Algorithm for Management of In-Stent Restenosis

Step Action
1 Confirm ISR: coronary angiography demonstrating ≥50% diameter stenosis with ischemic significance or ≥70% stenosis within or adjacent to the stent
2 Perform intravascular imaging (IVUS or OCT) to determine the mechanism of ISR (neointimal hyperplasia, neoatherosclerosis, stent underexpansion, stent fracture, malapposition)
3 Classify ISR pattern using the Mehran classification (I–IV)
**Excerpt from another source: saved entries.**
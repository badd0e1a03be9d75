use std::path::Path;

use tracing::{debug, info};

use crate::error::{RemoteError, Result};

/// Object store accepting a local file and returning its public URL.
///
/// Upload failure is non-fatal to a pipeline run: the locally produced file
/// remains valid and is returned to the caller regardless.
pub trait ObjectStore {
    fn upload(
        &self,
        local_path: &Path,
        destination: &str,
    ) -> impl std::future::Future<Output = Result<String>> + Send;
}

/// Configuration for [`GcsObjectStore`]
#[derive(Debug, Clone)]
pub struct GcsObjectStoreConfig {
    pub bucket: String,
    pub access_token: String,
}

/// Google Cloud Storage client using the JSON media-upload API.
///
/// Uploads are guarded with `ifGenerationMatch=0`: if the destination
/// object already exists the request fails with a precondition error and
/// the existing object is left untouched.
pub struct GcsObjectStore {
    client: reqwest::Client,
    config: GcsObjectStoreConfig,
}

impl GcsObjectStore {
    pub fn new(client: reqwest::Client, config: GcsObjectStoreConfig) -> Self {
        Self { client, config }
    }

    fn public_url(&self, destination: &str) -> String {
        format!(
            "https://storage.googleapis.com/{}/{}",
            self.config.bucket, destination
        )
    }
}

impl ObjectStore for GcsObjectStore {
    async fn upload(&self, local_path: &Path, destination: &str) -> Result<String> {
        info!(
            "Uploading {:?} to bucket {} as {}",
            local_path, self.config.bucket, destination
        );

        let bytes = tokio::fs::read(local_path)
            .await
            .map_err(|e| RemoteError::UploadFailed {
                reason: format!("could not read {:?}: {}", local_path, e),
            })?;

        let upload_url = format!(
            "https://storage.googleapis.com/upload/storage/v1/b/{}/o",
            self.config.bucket
        );

        let response = self
            .client
            .post(&upload_url)
            .query(&[
                ("uploadType", "media"),
                ("name", destination),
                // Generation 0 match: fail instead of overwriting an
                // existing object
                ("ifGenerationMatch", "0"),
            ])
            .bearer_auth(&self.config.access_token)
            .header("Content-Type", "video/mp4")
            .body(bytes)
            .send()
            .await
            .map_err(|e| RemoteError::UploadFailed {
                reason: e.to_string(),
            })?;

        if response.status() == reqwest::StatusCode::PRECONDITION_FAILED {
            return Err(RemoteError::UploadFailed {
                reason: format!("destination already exists: {}", destination),
            }
            .into());
        }

        if !response.status().is_success() {
            return Err(RemoteError::UploadFailed {
                reason: format!("object store returned {}", response.status()),
            }
            .into());
        }

        let url = self.public_url(destination);
        debug!("Upload complete: {}", url);
        Ok(url)
    }
}

#[cfg(test)]
mod tests {
    use super::*;

    #[test]
    fn test_public_url_layout() {
        let store = GcsObjectStore::new(
            reqwest::Client::new(),
            GcsObjectStoreConfig {
                bucket: "my-bucket".to_string(),
                access_token: "token".to_string(),
            },
        );
        assert_eq!(
            store.public_url("greenscreen_abc.mp4"),
            "https://storage.googleapis.com/my-bucket/greenscreen_abc.mp4"
        );
    }
}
4a If mechanical cause identified (underexpansion, fracture): Address with high-pressure balloon dilation, scoring/cutting balloon, or atheroablative therapy; consider additional DES if needed
4b If single-layer ISR (first episode): Repeat PCI with DES (preferred, Class 1) or DCB (alternative, especially for BMS-ISR or to avoid additional stent layers)
4c If 2-layer ISR (second episode): Avoid third stent layer; consider DCB, vascular brachytherapy, or CABG
4d If recurrent diffuse ISR or complex anatomy: CABG preferred over repeat PCI (Class 2a)
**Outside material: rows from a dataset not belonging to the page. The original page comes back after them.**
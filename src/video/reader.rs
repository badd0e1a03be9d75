use std::io::Read;
use std::path::{Path, PathBuf};
use std::process::{Child, ChildStdout, Command, Stdio};

use tracing::{debug, warn};

use crate::error::{Result, VideoError};
use crate::video::types::{Frame, VideoMetadata};

/// Ordered, finite, sequential access to the frames of a video stream.
///
/// Yields `Ok(None)` once the stream is exhausted. Implementations own
/// whatever decoder resources back the stream and release them on drop.
pub trait FrameSource {
    fn next_frame(&mut self) -> Result<Option<Frame>>;
}

/// Check that the ffmpeg binary is on the PATH
pub fn check_ffmpeg_available() -> bool {
    Command::new("ffmpeg")
        .arg("-version")
        .stdout(Stdio::null())
        .stderr(Stdio::null())
        .status()
        .map(|status| status.success())
        .unwrap_or(false)
}

/// Probe container metadata with ffprobe.
///
/// Fails with `SourceUnreadable` if the file cannot be opened or carries no
/// video stream.
pub fn probe_metadata<P: AsRef<Path>>(path: P) -> Result<VideoMetadata> {
    let path = path.as_ref();

    let output = Command::new("ffprobe")
        .args([
            "-v",
            "error",
            "-select_streams",
            "v:0",
            "-show_entries",
            "stream=width,height,r_frame_rate,nb_frames",
            "-of",
            "json",
        ])
        .arg(path)
        .output()
        .map_err(|e| VideoError::SourceUnreadable {
            path: path.display().to_string(),
            reason: format!("failed to run ffprobe: {}", e),
        })?;

    if !output.status.success() {
        let stderr = String::from_utf8_lossy(&output.stderr);
        return Err(VideoError::SourceUnreadable {
            path: path.display().to_string(),
            reason: format!("ffprobe failed: {}", stderr.trim()),
        }
        .into());
    }

    parse_probe_output(&output.stdout).ok_or_else(|| {
        VideoError::SourceUnreadable {
            path: path.display().to_string(),
            reason: "no video stream found".to_string(),
        }
        .into()
    })
}

fn parse_probe_output(stdout: &[u8]) -> Option<VideoMetadata> {
    let value: serde_json::Value = serde_json::from_slice(stdout).ok()?;
    let stream = value.get("streams")?.get(0)?;

    let width = stream.get("width")?.as_u64()? as u32;
    let height = stream.get("height")?.as_u64()? as u32;

    let fps = stream
        .get("r_frame_rate")
        .and_then(|v| v.as_str())
        .and_then(parse_frame_rate)
        .unwrap_or(0.0);

    let frame_count = stream
        .get("nb_frames")
        .and_then(|v| v.as_str())
        .and_then(|s| s.parse::<u64>().ok());

    Some(VideoMetadata {
        width,
        height,
        fps,
        frame_count,
    })
}

/// Parse an ffprobe rational like "30000/1001" or "25/1".
fn parse_frame_rate(value: &str) -> Option<f64> {
    let (num, den) = value.split_once('/')?;
    let num: f64 = num.parse().ok()?;
    let den: f64 = den.parse().ok()?;
    if den == 0.0 || num <= 0.0 {
        return None;
    }
    Some(num / den)
}

/// Decodes a video file into a sequence of RGB frames by streaming raw
/// pixels from an ffmpeg child process.
///
/// The child process and its pipe are released when the reader is dropped,
/// whether the read loop completed or an error aborted it.
pub struct FfmpegFrameReader {
    path: PathBuf,
    metadata: VideoMetadata,
    child: Child,
    stdout: ChildStdout,
    frames_read: u64,
    finished: bool,
}

impl FfmpegFrameReader {
    /// Open a video file for sequential frame reading.
    pub fn open<P: AsRef<Path>>(path: P) -> Result<Self> {
        let path = path.as_ref().to_path_buf();
        let metadata = probe_metadata(&path)?;

        if metadata.width == 0 || metadata.height == 0 {
            return Err(VideoError::SourceUnreadable {
                path: path.display().to_string(),
                reason: "stream reports zero dimensions".to_string(),
            }
            .into());
        }

        debug!(
            "Opening reader: {:?} ({}x{} @ {:.2} fps)",
            path, metadata.width, metadata.height, metadata.fps
        );

        let mut child = Command::new("ffmpeg")
            .args(["-v", "error", "-i"])
            .arg(&path)
            .args(["-f", "rawvideo", "-pix_fmt", "rgb24", "pipe:1"])
            .stdin(Stdio::null())
            .stdout(Stdio::piped())
            .stderr(Stdio::null())
            .spawn()
            .map_err(|e| VideoError::SourceUnreadable {
                path: path.display().to_string(),
                reason: format!("failed to spawn ffmpeg: {}", e),
            })?;

        let stdout = child.stdout.take().ok_or_else(|| VideoError::SourceUnreadable {
            path: path.display().to_string(),
            reason: "could not capture decoder output".to_string(),
        })?;

        Ok(Self {
            path,
            metadata,
            child,
            stdout,
            frames_read: 0,
            finished: false,
        })
    }

    pub fn metadata(&self) -> &VideoMetadata {
        &self.metadata
    }

    pub fn frames_read(&self) -> u64 {
        self.frames_read
    }

    /// Fill `buf` from the pipe. Returns the number of bytes read; fewer
    /// than `buf.len()` only at end of stream.
    fn read_full(&mut self, buf: &mut [u8]) -> std::io::Result<usize> {
        let mut filled = 0;
        while filled < buf.len() {
            match self.stdout.read(&mut buf[filled..]) {
                Ok(0) => break,
                Ok(n) => filled += n,
                Err(e) if e.kind() == std::io::ErrorKind::Interrupted => continue,
                Err(e) => return Err(e),
            }
        }
        Ok(filled)
    }
}

impl FrameSource for FfmpegFrameReader {
    fn next_frame(&mut self) -> Result<Option<Frame>> {
        if self.finished {
            return Ok(None);
        }

        let frame_size = self.metadata.frame_size();
        let mut buf = vec![0u8; frame_size];

        let filled = self.read_full(&mut buf).map_err(|e| VideoError::SourceUnreadable {
            path: self.path.display().to_string(),
            reason: format!("decode read failed: {}", e),
        })?;

        if filled == 0 {
            self.finished = true;
            return Ok(None);
        }

        if filled < frame_size {
            // Truncated tail; the container lied or the decoder died mid-frame
            warn!(
                "Discarding truncated frame tail from {:?} ({} of {} bytes)",
                self.path, filled, frame_size
            );
            self.finished = true;
            return Ok(None);
        }

        let frame = Frame::from_rgb_bytes(self.metadata.width, self.metadata.height, buf)
            .ok_or_else(|| VideoError::SourceUnreadable {
                path: self.path.display().to_string(),
                reason: "frame buffer size mismatch".to_string(),
            })?;

        self.frames_read += 1;
        Ok(Some(frame))
    }
}

impl Drop for FfmpegFrameReader {
    fn drop(&mut self) {
        // The decoder may still be running if reading stopped early
        let _ = self.child.kill();
        let _ = self.child.wait();
    }
}

#[cfg(test)]
mod tests {
    use super::*;

    #[test]
    fn test_parse_frame_rate() {
        assert_eq!(parse_frame_rate("25/1"), Some(25.0));
        let ntsc = parse_frame_rate("30000/1001").unwrap();
        assert!((ntsc - 29.97).abs() < 0.01);
        assert_eq!(parse_frame_rate("0/0"), None);
        assert_eq!(parse_frame_rate("garbage"), None);
    }

    #[test]
    fn test_parse_probe_output() {
        let json = br#"{
            "streams": [{
                "width": 640,
                "height": 360,
                "r_frame_rate": "25/1",
                "nb_frames": "10"
            }]
        }"#;
        let metadata = parse_probe_output(json).unwrap();
        assert_eq!(metadata.width, 640);
        assert_eq!(metadata.height, 360);
        assert_eq!(metadata.fps, 25.0);
        assert_eq!(metadata.frame_count, Some(10));
        assert_eq!(metadata.frame_size(), 640 * 360 * 3);
    }

    #[test]
    fn test_parse_probe_output_no_streams() {
        assert!(parse_probe_output(br#"{"streams": []}"#).is_none());
        assert!(parse_probe_output(b"not json").is_none());
    }
}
5 Optimize guideline-directed medical therapy; ensure dual antiplatelet therapy compliance; long-term clinical surveillance

2021 ACA Guideline Recommendations

Class 1 Recommendation, Level of Evidence: A[6]
If another PCI is planned for a patient with clinical in-stent restenosis (ISR), drug eluting stent (DES) is recommended with goal of outcome improvement (if anatomic factors and dual antiplatelet therapy (DAPT) compliance are considered).
Class 2a Recommendation, Level of Evidence: C-EO[6]
If a patient with recurrent symptomatic diffuse in-stent restenosis (ISR) has a revascularization indication, planning CABG is preferred over repeat PCI to lower recurrent events.
Class 2a Recommendation, Level of Evidence: B-NR[6]
In patients with ISR, intravascular imaging with IVUS or OCT is useful to evaluate the mechanism of ISR and guide treatment strategy.
Class 2b Recommendation, Level of Evidence: B-NR[6]
In a patient with recurrent in-stent restenosis (ISR), brachytherapy could be helpful to improve symptoms.